* [EXERCISE INSTRUCTIONS]
I'd like the line containing "pub use cycle::CycleRunner;" and each line that follows, through the last line of the material, set down exactly as they are, and no others.
(THE DATA Opens)
// src/pipeline/mod.rs

//! Decision and cycle orchestration.

pub mod cycle;
pub mod decision;

pub use cycle::CycleRunner;
pub use decision::{DecisionEngine, decide};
(THE DATA Closes)
* [TASK SOLUTION]
pub use cycle::CycleRunner;
pub use decision::{DecisionEngine, decide};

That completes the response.